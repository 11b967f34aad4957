//! `wg_reconciler`: a convergent control-plane reconciler that programs a
//! Linux WireGuard device, its IP rule, routes and addresses from a desired
//! state store (see SPEC_FULL.md for the full system description).
//!
//! The crate is organized around the components named in SPEC_FULL.md §4:
//! - [`store`] / [`conflict`]: the desired-state Node/Peer Store and its
//!   public-key-conflict resolution (C1, C2).
//! - [`delta`]: dirty-bit change tracking between Apply cycles (C3).
//! - [`dataplane`]: the abstract contracts the Apply Engine drives (C6's
//!   clients, plus the route reconciler and status callback).
//! - [`client`]: the lazy open/rebuild lifecycle shared by both dataplane
//!   clients (C6).
//! - [`apply`]: the Apply Engine itself (C5), phases A-I.
//! - [`status`]: publish-on-change status reporting (C7).
//! - [`route_table`]: a grace-windowed [`dataplane::RouteReconciler`]
//!   implementation usable on its own or as a reference for another one.
//! - [`linux`] (Linux only): real netlink-backed [`dataplane::DataplaneClient`]
//!   and [`dataplane::WireguardClient`] implementations.
//! - [`config`]: [`LocalConfig`], the reconciler's immutable configuration.

pub mod apply;
pub mod client;
pub mod conflict;
pub mod config;
pub mod dataplane;
pub mod delta;
pub mod error;
pub mod route_table;
pub mod status;
pub mod store;

#[cfg(target_os = "linux")]
pub mod linux;

#[cfg(test)]
mod fake;

use std::net::Ipv4Addr;

use ipnet::Ipv4Net;
use wireguard_control::Key;

pub use config::LocalConfig;
pub use error::{DataplaneError, ReconcileError};

use client::ClientManager;
use dataplane::{DataplaneClient, LinkState, RouteReconciler, StatusCallback, WireguardClient};
use delta::DeltaTracker;
use status::StatusPublisher;
use store::Store;

type Opener<T> = Box<dyn FnMut() -> Result<T, DataplaneError>>;

/// Ties the Node/Peer Store (C1), Delta Tracker (C3), Apply Engine (C5),
/// Client Managers (C6) and Status Publisher (C7) together into one
/// reconciler instance, generic over the dataplane/route/status contracts it
/// drives (spec.md §6). A `Reconciler` owns exactly one WireGuard interface.
pub struct Reconciler<N, W, R, S>
where
    N: DataplaneClient,
    W: WireguardClient,
    R: RouteReconciler,
    S: StatusCallback,
{
    config: LocalConfig,
    store: Store,
    delta: DeltaTracker,
    netlink: ClientManager<N, Opener<N>>,
    wg: ClientManager<W, Opener<W>>,
    routes: R,
    status: StatusPublisher,
    status_cb: S,
    link_up: bool,
}

impl<N, W, R, S> Reconciler<N, W, R, S>
where
    N: DataplaneClient,
    W: WireguardClient,
    R: RouteReconciler,
    S: StatusCallback,
{
    pub fn new(
        config: LocalConfig,
        open_netlink: impl FnMut() -> Result<N, DataplaneError> + 'static,
        open_wireguard: impl FnMut() -> Result<W, DataplaneError> + 'static,
        routes: R,
        status_cb: S,
    ) -> Self {
        let hostname = config.hostname.clone();
        Self {
            config,
            store: Store::new(hostname),
            delta: DeltaTracker::new(),
            netlink: ClientManager::new(Box::new(open_netlink)),
            wg: ClientManager::new(Box::new(open_wireguard)),
            routes,
            status: StatusPublisher::new(),
            status_cb,
            link_up: false,
        }
    }

    pub fn config(&self) -> &LocalConfig {
        &self.config
    }

    pub fn store(&self) -> &Store {
        &self.store
    }

    /// `EndpointUpdate(host, ipv4)`.
    pub fn endpoint_update(&mut self, host: &str, ip: Ipv4Addr) {
        self.store.endpoint_update(host, ip, &mut self.delta);
    }

    /// `EndpointRemove(host)`.
    pub fn endpoint_remove(&mut self, host: &str) {
        self.store.endpoint_remove(host, &mut self.delta);
    }

    /// `EndpointWireguardUpdate(host, public_key, iface_addr_opt)`.
    pub fn endpoint_wireguard_update(
        &mut self,
        host: &str,
        public_key: Key,
        iface_addr: Option<Ipv4Addr>,
    ) {
        self.store
            .endpoint_wireguard_update(host, public_key, iface_addr, &mut self.delta);
    }

    /// `EndpointWireguardRemove(host)`.
    pub fn endpoint_wireguard_remove(&mut self, host: &str) {
        self.store.endpoint_wireguard_remove(host, &mut self.delta);
    }

    /// `EndpointAllowedCIDRAdd(host, cidr)`.
    pub fn allowed_cidr_add(&mut self, host: &str, cidr: Ipv4Net) {
        self.store.allowed_cidr_add(host, cidr, &mut self.delta);
    }

    /// `EndpointAllowedCIDRRemove(cidr)`.
    pub fn allowed_cidr_remove(&mut self, cidr: Ipv4Net) {
        self.store.allowed_cidr_remove(cidr, &mut self.delta);
    }

    /// Called by the embedder when it observes a link state change for the
    /// interface this reconciler owns, e.g. via an rtnetlink event
    /// subscription (spec.md §4.2's `OnIfaceStateChanged`). A reconciler that
    /// never calls this stays "link down" forever and Apply becomes a no-op
    /// once the link exists, which is safe but inert.
    pub fn on_iface_state_changed(&mut self, iface: &str, state: LinkState) {
        if iface == self.config.interface.as_str_lossy() {
            let became_up = matches!(state, LinkState::Up) && !self.link_up;
            self.link_up = matches!(state, LinkState::Up);
            self.delta.mark_link_dirty();
            if became_up {
                self.queue_resync();
            }
        }
    }

    /// `QueueResync()`: forces the next Apply to re-validate every piece of
    /// live state against the desired state, re-open any sticky-unsupported
    /// client, and re-diff every route, even if no store update fired in the
    /// meantime (spec.md §4.2, the Resync Scheduler's C8 contract).
    pub fn queue_resync(&mut self) {
        self.delta.queue_resync();
        self.routes.queue_resync();
    }
}
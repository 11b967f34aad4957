use std::time::Duration;

use wireguard_control::InterfaceName;

/// Default grace window before a route missing from a resync is actually deleted.
pub const DEFAULT_ROUTE_CLEANUP_DELAY: Duration = Duration::from_secs(10);

/// Immutable configuration for a single reconciler instance.
///
/// Constructed once by the embedding program; none of its fields change for the
/// lifetime of the [`crate::Reconciler`] it configures.
#[derive(Debug, Clone)]
pub struct LocalConfig {
    /// This node's own hostname, as it appears as a key in the node/peer store.
    pub hostname: String,
    /// Name of the WireGuard interface to create/manage (e.g. `wg-mesh0`).
    pub interface: InterfaceName,
    /// UDP port the local WireGuard device listens on.
    pub listen_port: u16,
    /// Firewall mark applied to the device's own outbound UDP, used to keep it
    /// out of our own routing table via the IP rule's `invert` flag.
    pub firewall_mark: u32,
    /// Index of the dedicated routing table this reconciler owns.
    pub table: u32,
    /// Priority of the IP rule that sends non-marked traffic into `table`.
    pub rule_priority: u32,
    /// MTU to set on the WireGuard interface.
    pub mtu: u32,
    /// Grace window the route-table reconciler waits before deleting a route
    /// that disappeared from the desired set.
    pub route_cleanup_delay: Duration,
    /// Routing protocol tag stamped on routes/rules this reconciler owns, so
    /// they can be told apart from a foreign reconciler sharing the same table.
    pub route_protocol: u8,
    /// When false, Phase A tears everything down instead of converging.
    pub enabled: bool,
}

impl LocalConfig {
    /// A config with reasonable defaults for tests and examples; most fields
    /// still need to be filled in by the caller for a real instance.
    pub fn new(hostname: impl Into<String>, interface: InterfaceName) -> Self {
        Self {
            hostname: hostname.into(),
            interface,
            listen_port: 51820,
            firewall_mark: 0,
            table: 0,
            rule_priority: 0,
            mtu: 1420,
            route_cleanup_delay: DEFAULT_ROUTE_CLEANUP_DELAY,
            route_protocol: 0,
            enabled: true,
        }
    }
}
+ + +
Looking at the data above, show all lines where the word "WireguardClient" occurs.

**Answer section:**
//!   and [`dataplane::WireguardClient`] implementations.
use dataplane::{DataplaneClient, LinkState, RouteReconciler, StatusCallback, WireguardClient};
    W: WireguardClient,
    W: WireguardClient,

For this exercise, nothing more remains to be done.